My friend didnt file B1 return for his company and the return date was 28/04/08. Can he still file and still avail the audit exemption as its only few days late. I heard that if you file B1 on time without submitting the accounts then still you can submit the accounts within 28 days without losing the audit exemption. Can some one please help on this ASAP?


----------



## extopia (29 Apr 2008)

The annual return must be filed within 28 days of its effective date. So if your return date was 28 April, you still have another three and a half weeks to get it in. If April 28th was the last day on which the return could be filed on time, however, you're right, the audit exemption is lost for the accounting year in question AND the following year.

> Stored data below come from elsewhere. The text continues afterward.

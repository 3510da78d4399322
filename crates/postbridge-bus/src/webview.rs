//! Webview-side composition root.
//!
//! The webview keeps its own state store and an error surface for the UI.
//! Default handlers cover what the host pushes without being asked:
//! `STATE_UPDATE`, `ERROR_REPORT` and unsolicited `DATA_RESPONSE`.

use std::panic::AssertUnwindSafe;
use std::sync::atomic::{AtomicU64, Ordering};
use std::sync::{Arc, RwLock};

use serde_json::Value;

use postbridge_core::protocol::{ErrorReport, Message, MessageType};

use crate::bus::Bus;
use crate::config::BusConfig;
use crate::context::Side;
use crate::store::StateStore;
use crate::transport::RawEndpoint;

type Listener = Arc<dyn Fn(&ErrorReport) + Send + Sync>;

/// Last error plus a set of listeners (toasts, banners, error boundaries).
///
/// Every handled report is also mirrored into the state store under `error`.
#[derive(Clone)]
pub struct ErrorSurface {
    inner: Arc<ErrorSurfaceInner>,
}

struct ErrorSurfaceInner {
    store: StateStore,
    listeners: RwLock<Vec<(u64, Listener)>>,
    next_id: AtomicU64,
    last: RwLock<Option<ErrorReport>>,
}

impl ErrorSurface {
    pub fn new(store: StateStore) -> Self {
        Self {
            inner: Arc::new(ErrorSurfaceInner {
                store,
                listeners: RwLock::new(Vec::new()),
                next_id: AtomicU64::new(1),
                last: RwLock::new(None),
            }),
        }
    }

    /// Returns an id for `remove_listener`.
    pub fn add_listener<F>(&self, f: F) -> u64
    where
        F: Fn(&ErrorReport) + Send + Sync + 'static,
    {
        let id = self.inner.next_id.fetch_add(1, Ordering::Relaxed);
        if let Ok(mut listeners) = self.inner.listeners.write() {
            listeners.push((id, Arc::new(f)));
        }
        id
    }

    pub fn remove_listener(&self, id: u64) -> bool {
        let Ok(mut listeners) = self.inner.listeners.write() else {
            return false;
        };
        let before = listeners.len();
        listeners.retain(|(lid, _)| *lid != id);
        listeners.len() != before
    }

    /// Record `report` as the last error, mirror it into the store and
    /// notify every listener. A panicking listener is logged and skipped.
    pub fn handle(&self, report: ErrorReport) {
        tracing::warn!(
            kind = %report.kind,
            message = %report.message,
            failing_type = report.failing_type().unwrap_or("-"),
            "error surfaced"
        );

        match serde_json::to_value(&report) {
            Ok(v) => self.inner.store.apply(&["error".to_string()], v),
            Err(e) => tracing::warn!(error = %e, "error report not mirrored into state"),
        }
        if let Ok(mut last) = self.inner.last.write() {
            *last = Some(report.clone());
        }

        let listeners: Vec<Listener> = self
            .inner
            .listeners
            .read()
            .map(|l| l.iter().map(|(_, f)| Arc::clone(f)).collect())
            .unwrap_or_default();

        for listener in listeners {
            if std::panic::catch_unwind(AssertUnwindSafe(|| listener(&report))).is_err() {
                tracing::warn!(kind = %report.kind, "error listener panicked");
            }
        }
    }

    pub fn last_error(&self) -> Option<ErrorReport> {
        self.inner.last.read().ok().and_then(|l| l.clone())
    }

    pub fn clear(&self) {
        if let Ok(mut last) = self.inner.last.write() {
            *last = None;
        }
        self.inner.store.apply(&["error".to_string()], Value::Null);
    }
}

#[derive(Clone)]
pub struct WebviewState {
    store: StateStore,
    surface: ErrorSurface,
}

impl Default for WebviewState {
    fn default() -> Self {
        Self::new(StateStore::default())
    }
}

impl WebviewState {
    pub fn new(store: StateStore) -> Self {
        let surface = ErrorSurface::new(store.clone());
        Self { store, surface }
    }

    pub fn store(&self) -> &StateStore {
        &self.store
    }

    pub fn error_surface(&self) -> &ErrorSurface {
        &self.surface
    }

    /// Start a webview bus over `endpoint` and install the default handlers.
    pub fn attach(&self, endpoint: RawEndpoint, cfg: BusConfig) -> Bus {
        let bus = Bus::start(Side::Webview, endpoint, cfg);
        install_webview_handlers(&bus, &self.store, &self.surface);
        bus
    }
}

/// Default webview behavior:
/// - `STATE_UPDATE` is applied to the store
/// - `ERROR_REPORT` goes to the error surface
/// - `DATA_RESPONSE` lands at `data.<resource>`, or its error block goes to the surface
pub fn install_webview_handlers(bus: &Bus, store: &StateStore, surface: &ErrorSurface) {
    {
        let store = store.clone();
        bus.on_fn(MessageType::StateUpdate, move |env| {
            let store = store.clone();
            async move {
                if let Message::StateUpdate(update) = env.into_message() {
                    store.apply(&update.path, update.value);
                }
                Ok(())
            }
        });
    }

    {
        let surface = surface.clone();
        bus.on_fn(MessageType::ErrorReport, move |env| {
            let surface = surface.clone();
            async move {
                if let Message::ErrorReport(report) = env.into_message() {
                    surface.handle(report);
                }
                Ok(())
            }
        });
    }

    {
        let (store, surface) = (store.clone(), surface.clone());
        bus.on_fn(MessageType::DataResponse, move |env| {
            let (store, surface) = (store.clone(), surface.clone());
            async move {
                let Message::DataResponse(resp) = env.into_message() else {
                    return Ok(());
                };
                match resp.error {
                    Some(error) => {
                        surface.handle(error.with_detail("resource", Value::String(resp.resource)));
                    }
                    None => store.apply(&["data".to_string(), resp.resource], resp.data),
                }
                Ok(())
            }
        });
    }
}
use std::collections::HashMap;
use std::future::Future;
use std::sync::{Arc, Weak};
use std::time::Duration;

use tokio::sync::mpsc;

use postbridge_core::error::Result;
use postbridge_core::protocol::{fresh_id, Envelope, Message, MessageType};

use crate::config::BusConfig;
use crate::context::Side;
use crate::correlation::CorrelationTable;
use crate::dispatch::{handler_fn, DispatchRegistry, Handler, Subscription};
use crate::error_channel::ErrorChannel;
use crate::transport::{RawEndpoint, TransportAdapter};

/// One bus per context. Cheap to clone; clones share the same tables.
#[derive(Clone)]
pub struct Bus {
    inner: Arc<BusInner>,
}

/// Non-owning handle, for handlers that need to send through the bus they
/// are registered on without keeping it alive.
#[derive(Clone)]
pub struct WeakBus {
    inner: Weak<BusInner>,
}

impl WeakBus {
    pub fn upgrade(&self) -> Option<Bus> {
        self.inner.upgrade().map(|inner| Bus { inner })
    }
}

struct BusInner {
    side: Side,
    cfg: BusConfig,
    transport: TransportAdapter,
    registry: Arc<DispatchRegistry>,
    pending: CorrelationTable,
    errors: ErrorChannel,
}

impl Bus {
    /// Build a bus over `endpoint` and start its receive path.
    ///
    /// Spawns the receive task and one dispatch lane per message type, so it
    /// must run inside a tokio runtime.
    pub fn start(side: Side, endpoint: RawEndpoint, cfg: BusConfig) -> Self {
        let RawEndpoint { sink, inbound } = endpoint;

        let transport = TransportAdapter::new(side, sink);
        let errors = ErrorChannel::new(transport.clone());
        let registry = Arc::new(DispatchRegistry::new(side, errors.clone()));
        let pending = CorrelationTable::new(side, cfg.max_pending_requests);

        let router = InboundRouter {
            side,
            pending: pending.clone(),
            lanes: spawn_lanes(side, &registry),
        };
        transport.on_raw_receive(inbound, move |env| router.route(env));

        tracing::info!(side = %side, default_timeout_ms = cfg.default_timeout_ms, "bus started");

        Self {
            inner: Arc::new(BusInner {
                side,
                cfg,
                transport,
                registry,
                pending,
                errors,
            }),
        }
    }

    pub fn side(&self) -> Side {
        self.inner.side
    }

    pub fn config(&self) -> &BusConfig {
        &self.inner.cfg
    }

    pub fn downgrade(&self) -> WeakBus {
        WeakBus {
            inner: Arc::downgrade(&self.inner),
        }
    }

    pub fn errors(&self) -> &ErrorChannel {
        &self.inner.errors
    }

    /// Fire-and-forget. Returns the new envelope id; delivery problems are
    /// logged by the transport, never returned here.
    pub fn send(&self, message: impl Into<Message>) -> String {
        let id = fresh_id();
        self.post(Envelope::with_id(id.clone(), message));
        id
    }

    /// Answer `request` with `message`, reusing the request id so the peer's
    /// pending `send_and_wait` resolves. A request without id gets a fresh one.
    pub fn reply(&self, request: &Envelope, message: impl Into<Message>) -> String {
        let id = request.id().map(str::to_owned).unwrap_or_else(fresh_id);
        self.post(Envelope::with_id(id.clone(), message));
        id
    }

    /// Request/response with the configured default deadline.
    pub async fn send_and_wait(&self, message: impl Into<Message>) -> Result<Message> {
        let timeout = self.inner.cfg.default_timeout();
        self.send_and_wait_timeout(message, timeout).await
    }

    /// Request/response. Fails with `Timeout` naming the request type when
    /// no envelope with the same id comes back within `timeout`.
    pub async fn send_and_wait_timeout(
        &self,
        message: impl Into<Message>,
        timeout: Duration,
    ) -> Result<Message> {
        let id = fresh_id();
        let env = Envelope::with_id(id.clone(), message);

        let reply = self
            .inner
            .pending
            .register(&id, env.message_type(), timeout)?;
        self.post(env);

        reply.wait().await
    }

    /// Subscribe `handler` to `msg_type`.
    pub fn on(&self, msg_type: MessageType, handler: Arc<dyn Handler>) -> Subscription {
        self.inner.registry.register(msg_type, handler)
    }

    /// Subscribe an async closure. Each call is a distinct registration.
    pub fn on_fn<F, Fut>(&self, msg_type: MessageType, f: F) -> Subscription
    where
        F: Fn(Envelope) -> Fut + Send + Sync + 'static,
        Fut: Future<Output = Result<()>> + Send + 'static,
    {
        self.on(msg_type, Arc::new(handler_fn(f)))
    }

    pub fn pending_requests(&self) -> usize {
        self.inner.pending.len()
    }

    pub fn handler_count(&self, msg_type: MessageType) -> usize {
        self.inner.registry.handler_count(msg_type)
    }

    fn post(&self, env: Envelope) {
        tracing::trace!(side = %self.inner.side, msg_type = %env.message_type(), id = env.id().unwrap_or("-"), "send");
        self.inner.transport.send_raw(&env);
    }
}

/// Receive path: correlation first, then the lane for the envelope's type.
/// Runs on the transport's receive task and never awaits a handler.
struct InboundRouter {
    side: Side,
    pending: CorrelationTable,
    lanes: HashMap<MessageType, mpsc::UnboundedSender<Envelope>>,
}

impl InboundRouter {
    fn route(&self, env: Envelope) {
        let Some(env) = self.pending.try_route(env) else {
            return;
        };

        let msg_type = env.message_type();
        match self.lanes.get(&msg_type) {
            Some(lane) => {
                if lane.send(env).is_err() {
                    tracing::warn!(side = %self.side, msg_type = %msg_type, "dispatch lane closed; envelope dropped");
                }
            }
            None => {
                tracing::warn!(side = %self.side, msg_type = %msg_type, "no dispatch lane");
            }
        }
    }
}

/// One sequential worker per type: envelopes of a type are dispatched in
/// receipt order, one at a time; different types proceed independently.
/// The handler set is read when the lane reaches the envelope.
fn spawn_lanes(
    side: Side,
    registry: &Arc<DispatchRegistry>,
) -> HashMap<MessageType, mpsc::UnboundedSender<Envelope>> {
    MessageType::ALL
        .into_iter()
        .map(|msg_type| {
            let (tx, mut rx) = mpsc::unbounded_channel::<Envelope>();
            // Only the bus holds the registry (and its outbound sink) strongly.
            let registry = Arc::downgrade(registry);
            tokio::spawn(async move {
                while let Some(env) = rx.recv().await {
                    let Some(registry) = registry.upgrade() else {
                        tracing::debug!(side = %side, msg_type = %msg_type, "bus dropped; lane stopped");
                        break;
                    };
                    let outcome = registry.dispatch(&env).await;
                    tracing::trace!(
                        side = %side,
                        msg_type = %msg_type,
                        invoked = outcome.invoked,
                        failed = outcome.failed,
                        "dispatched"
                    );
                }
            });
            (msg_type, tx)
        })
        .collect()
}
use std::sync::Arc;
use std::time::Duration;

use dashmap::mapref::entry::Entry;
use dashmap::DashMap;
use tokio::sync::oneshot;
use tokio::task::JoinHandle;

use postbridge_core::error::{BridgeError, Result};
use postbridge_core::protocol::{Envelope, Message, MessageType};

use crate::context::Side;

type Completion = oneshot::Sender<Result<Message>>;

struct PendingEntry {
    message_type: MessageType,
    tx: Completion,
    timer: Option<JoinHandle<()>>,
}

impl PendingEntry {
    fn settle(self, outcome: Result<Message>) {
        if let Some(timer) = self.timer {
            timer.abort();
        }
        // Receiver gone means the caller stopped waiting; nothing to do.
        let _ = self.tx.send(outcome);
    }
}

/// In-flight requests keyed by envelope id.
///
/// Each entry is settled at most once: whichever of response or deadline
/// removes it from the map first wins, the other finds nothing.
#[derive(Clone)]
pub struct CorrelationTable {
    side: Side,
    pending: Arc<DashMap<String, PendingEntry>>,
    max_pending: usize,
}

impl CorrelationTable {
    pub fn new(side: Side, max_pending: usize) -> Self {
        Self {
            side,
            pending: Arc::new(DashMap::new()),
            max_pending: max_pending.max(1),
        }
    }

    /// Create a pending entry for `id` and arm its deadline.
    ///
    /// Must be called before the request leaves, so a fast response always
    /// finds its entry. Needs a tokio runtime (the deadline is a task).
    pub fn register(&self, id: &str, message_type: MessageType, timeout: Duration) -> Result<PendingReply> {
        let pending_len = self.pending.len();
        if pending_len >= self.max_pending {
            tracing::warn!(
                side = %self.side,
                pending_len,
                max_pending = self.max_pending,
                msg_type = %message_type,
                "too many pending requests; refusing new request"
            );
            return Err(BridgeError::Overloaded { limit: self.max_pending });
        }

        let (tx, rx) = oneshot::channel();
        match self.pending.entry(id.to_owned()) {
            Entry::Occupied(_) => {
                return Err(BridgeError::Internal(format!("duplicate request id: {id}")));
            }
            Entry::Vacant(slot) => {
                slot.insert(PendingEntry {
                    message_type,
                    tx,
                    timer: None,
                });
            }
        }

        let timer = self.spawn_deadline(id.to_owned(), timeout);
        match self.pending.get_mut(id) {
            Some(mut entry) => entry.timer = Some(timer),
            // Already resolved between insert and arming.
            None => timer.abort(),
        }

        tracing::debug!(side = %self.side, id, msg_type = %message_type, timeout_ms = timeout.as_millis() as u64, "request pending");

        Ok(PendingReply {
            id: id.to_owned(),
            rx,
        })
    }

    fn spawn_deadline(&self, id: String, timeout: Duration) -> JoinHandle<()> {
        let table = Arc::downgrade(&self.pending);
        let side = self.side;
        tokio::spawn(async move {
            tokio::time::sleep(timeout).await;
            let Some(table) = table.upgrade() else { return };
            let Some((_, entry)) = table.remove(&id) else { return };

            let message_type = entry.message_type;
            let timeout_ms = timeout.as_millis() as u64;
            tracing::debug!(side = %side, id = %id, msg_type = %message_type, timeout_ms, "request timed out");

            // The timer is this task; dropping the handle is enough.
            let _ = entry.tx.send(Err(BridgeError::Timeout {
                message_type,
                timeout_ms,
            }));
        })
    }

    /// Fulfil the entry for `id`. Returns false when there is none (late,
    /// duplicate or never requested); that is not an error.
    pub fn resolve(&self, id: &str, message: Message) -> bool {
        match self.take(id) {
            Some(entry) => {
                entry.settle(Ok(message));
                true
            }
            None => false,
        }
    }

    /// Offer an inbound envelope. Consumed when its id matches a pending
    /// request; handed back otherwise.
    pub fn try_route(&self, env: Envelope) -> Option<Envelope> {
        let Some(id) = env.id() else {
            return Some(env);
        };
        match self.take(id) {
            Some(entry) => {
                entry.settle(Ok(env.into_message()));
                None
            }
            None => Some(env),
        }
    }

    fn take(&self, id: &str) -> Option<PendingEntry> {
        let taken = self.pending.remove(id).map(|(_, entry)| entry);
        match &taken {
            Some(entry) => {
                tracing::debug!(side = %self.side, id, msg_type = %entry.message_type, "request resolved");
            }
            None => {
                tracing::trace!(side = %self.side, id, "no pending request for id");
            }
        }
        taken
    }

    pub fn is_pending(&self, id: &str) -> bool {
        self.pending.contains_key(id)
    }

    pub fn len(&self) -> usize {
        self.pending.len()
    }

    pub fn is_empty(&self) -> bool {
        self.pending.is_empty()
    }
}

/// Completion side of a pending request.
#[derive(Debug)]
pub struct PendingReply {
    id: String,
    rx: oneshot::Receiver<Result<Message>>,
}

impl PendingReply {
    pub fn id(&self) -> &str {
        &self.id
    }

    /// Wait for the response or the deadline.
    pub async fn wait(self) -> Result<Message> {
        self.rx.await.unwrap_or(Err(BridgeError::Closed))
    }
}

Plus you'll have the usual late filing penalties.

The CRO website has plenty of info on this:

[broken link removed]


----------



## oopsbuddy (13 May 2008)

Also worth noting that if it is the first six-months-post-incorporation B1 that is filed late, this DOES NOT cause the company to lose its entitlement to audit exemption for its first accounts.


----------



## pjk (13 May 2008)

if the ARD is less than 9 months after your financial year end you can file B1 & for B73 which extends ARD - basically would mean that your friend would have a bit of breathing aspace to file accounts - dday is still 26 May 08 to get B1 in though!


----------



## ubiquitous (13 May 2008)

If he or his accountant can file a B1 through www.core.ie within 28 days of his annual return date, then the deadline for submission of accounts is extended to 28 days beyond the date of electronic filing.


----------



## MandaC (13 May 2008)

pjk said:


> if the ARD is less than 9 months after your financial year end you can file B1 & for B73 which extends ARD - basically would mean that your friend would have a bit of breathing aspace to file accounts - dday is still 26 May 08 to get B1 in though!

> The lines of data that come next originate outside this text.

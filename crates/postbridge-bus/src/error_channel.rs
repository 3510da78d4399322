//! Error channel: handler failures and application errors travel to the peer
//! as `ERROR_REPORT` envelopes instead of being dropped.
//!
//! Inbound error reports are ordinary messages: the local error surface
//! subscribes to `MessageType::ErrorReport` on the bus like any other type.

use postbridge_core::error::BridgeError;
use postbridge_core::protocol::{fresh_id, Envelope, ErrorReport, MessageType};

use crate::transport::TransportAdapter;

#[derive(Clone)]
pub struct ErrorChannel {
    transport: TransportAdapter,
}

impl ErrorChannel {
    pub fn new(transport: TransportAdapter) -> Self {
        Self { transport }
    }

    /// `{ type: "HANDLER_ERROR", message, details: { messageType } }`
    pub fn report_handler_failure(&self, failing: MessageType, reason: &str) -> String {
        self.report(ErrorReport::handler_failure(failing, reason))
    }

    /// Send an application-level report. Returns the envelope id.
    pub fn report(&self, report: ErrorReport) -> String {
        let id = fresh_id();
        self.transport.send_raw(&Envelope::with_id(id.clone(), report));
        id
    }

    /// Report a local error under its stable code.
    pub fn report_error(&self, err: &BridgeError) -> String {
        self.report(ErrorReport::from_error(err))
    }
}
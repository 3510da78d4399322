//! Host-side composition root.
//!
//! Owns the config and the host state store, and attaches a host bus (with
//! its default handlers) to every raw channel a webview opens.

use std::sync::Arc;

use serde_json::Value;

use postbridge_core::error::Result;
use postbridge_core::protocol::{ActionResponse, ErrorReport, Message, MessageType, StateUpdate};

use crate::bus::Bus;
use crate::config::BridgeConfig;
use crate::context::Side;
use crate::store::StateStore;
use crate::transport::RawEndpoint;

#[derive(Clone)]
pub struct HostState {
    inner: Arc<HostStateInner>,
}

struct HostStateInner {
    cfg: BridgeConfig,
    store: StateStore,
}

impl HostState {
    pub fn new(cfg: BridgeConfig) -> Result<Self> {
        cfg.validate()?;
        let store = StateStore::new(cfg.host.initial_state.clone());
        Ok(Self {
            inner: Arc::new(HostStateInner { cfg, store }),
        })
    }

    pub fn cfg(&self) -> &BridgeConfig {
        &self.inner.cfg
    }

    pub fn store(&self) -> &StateStore {
        &self.inner.store
    }

    /// Start a host bus over `endpoint` and install the default handlers.
    pub fn attach(&self, endpoint: RawEndpoint) -> Bus {
        let bus = Bus::start(Side::Host, endpoint, self.inner.cfg.bus.clone());
        install_host_handlers(&bus, self.store());
        bus
    }
}

/// Default host behavior:
/// - `STATE_UPDATE` is applied to the store
/// - `STATE_REQUEST` / `DATA_REQUEST` / `USER_ACTION` are answered with the request id
/// - `WEBVIEW_READY` gets a full state snapshot
/// - `ERROR_REPORT` is logged and acknowledged
pub fn install_host_handlers(bus: &Bus, store: &StateStore) {
    {
        let store = store.clone();
        bus.on_fn(MessageType::StateUpdate, move |env| {
            let store = store.clone();
            async move {
                if let Message::StateUpdate(update) = env.into_message() {
                    store.apply(&update.path, update.value);
                }
                Ok(())
            }
        });
    }

    {
        let (weak, store) = (bus.downgrade(), store.clone());
        bus.on_fn(MessageType::StateRequest, move |env| {
            let (weak, store) = (weak.clone(), store.clone());
            async move {
                let Some(bus) = weak.upgrade() else {
                    return Ok(());
                };
                if let Message::StateRequest(req) = env.message() {
                    let value = store.get(&req.path).unwrap_or(Value::Null);
                    bus.reply(&env, StateUpdate { path: req.path.clone(), value });
                }
                Ok(())
            }
        });
    }

    {
        let (weak, store) = (bus.downgrade(), store.clone());
        bus.on_fn(MessageType::DataRequest, move |env| {
            let (weak, store) = (weak.clone(), store.clone());
            async move {
                let Some(bus) = weak.upgrade() else {
                    return Ok(());
                };
                let Message::DataRequest(req) = env.message() else {
                    return Ok(());
                };
                let path = ["data".to_string(), req.resource.clone()];
                match store.get(&path) {
                    Some(data) => {
                        bus.send_data_response(&env, req.resource.clone(), data, None);
                    }
                    None => {
                        tracing::debug!(resource = %req.resource, "data request for unknown resource");
                        let error = ErrorReport::new(
                            "NOT_FOUND",
                            format!("unknown resource: {}", req.resource),
                        );
                        bus.send_data_response(&env, req.resource.clone(), Value::Null, Some(error));
                    }
                }
                Ok(())
            }
        });
    }

    {
        let weak = bus.downgrade();
        bus.on_fn(MessageType::UserAction, move |env| {
            let weak = weak.clone();
            async move {
                let Some(bus) = weak.upgrade() else {
                    return Ok(());
                };
                if let Message::UserAction(action) = env.message() {
                    tracing::info!(action = %action.action, "user action");
                    bus.reply(
                        &env,
                        ActionResponse {
                            action: action.action.clone(),
                            data: action.data.clone(),
                            error: None,
                        },
                    );
                }
                Ok(())
            }
        });
    }

    {
        let (weak, store) = (bus.downgrade(), store.clone());
        bus.on_fn(MessageType::WebviewReady, move |_env| {
            let (weak, store) = (weak.clone(), store.clone());
            async move {
                let Some(bus) = weak.upgrade() else {
                    return Ok(());
                };
                tracing::info!("webview ready; sending state snapshot");
                bus.send_state_update(Vec::<String>::new(), store.snapshot());
                Ok(())
            }
        });
    }

    bus.on_fn(MessageType::WebviewMounted, |_env| async {
        tracing::info!("webview mounted");
        Ok(())
    });

    {
        let weak = bus.downgrade();
        bus.on_fn(MessageType::ErrorReport, move |env| {
            let weak = weak.clone();
            async move {
                let Some(bus) = weak.upgrade() else {
                    return Ok(());
                };
                if let Message::ErrorReport(report) = env.message() {
                    tracing::warn!(
                        kind = %report.kind,
                        message = %report.message,
                        failing_type = report.failing_type().unwrap_or("-"),
                        "error reported by webview"
                    );
                }
                bus.acknowledge_error(&env);
                Ok(())
            }
        });
    }
}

I do not think you can file a B73 once you have passed the actual annual return date (in this case 28th April) even though you have until 28th May to lodge the return.  From my experience, the B73 to change the ARD date has  to be lodged before the date the return is due.


----------



## simplyjoe (14 May 2008)

oopsbuddy said:


> Also worth noting that if it is the first six-months-post-incorporation B1 that is filed late, this DOES NOT cause the company to lose its entitlement to audit exemption for its first accounts.


 
Have you any reference to back up this assertion? I have looked at the CRO site and I cannot find this anywhere.


----------



## ubiquitous (14 May 2008)

simplyjoe said:


> Have you any reference to back up this assertion? I have looked at the CRO site and I cannot find this anywhere.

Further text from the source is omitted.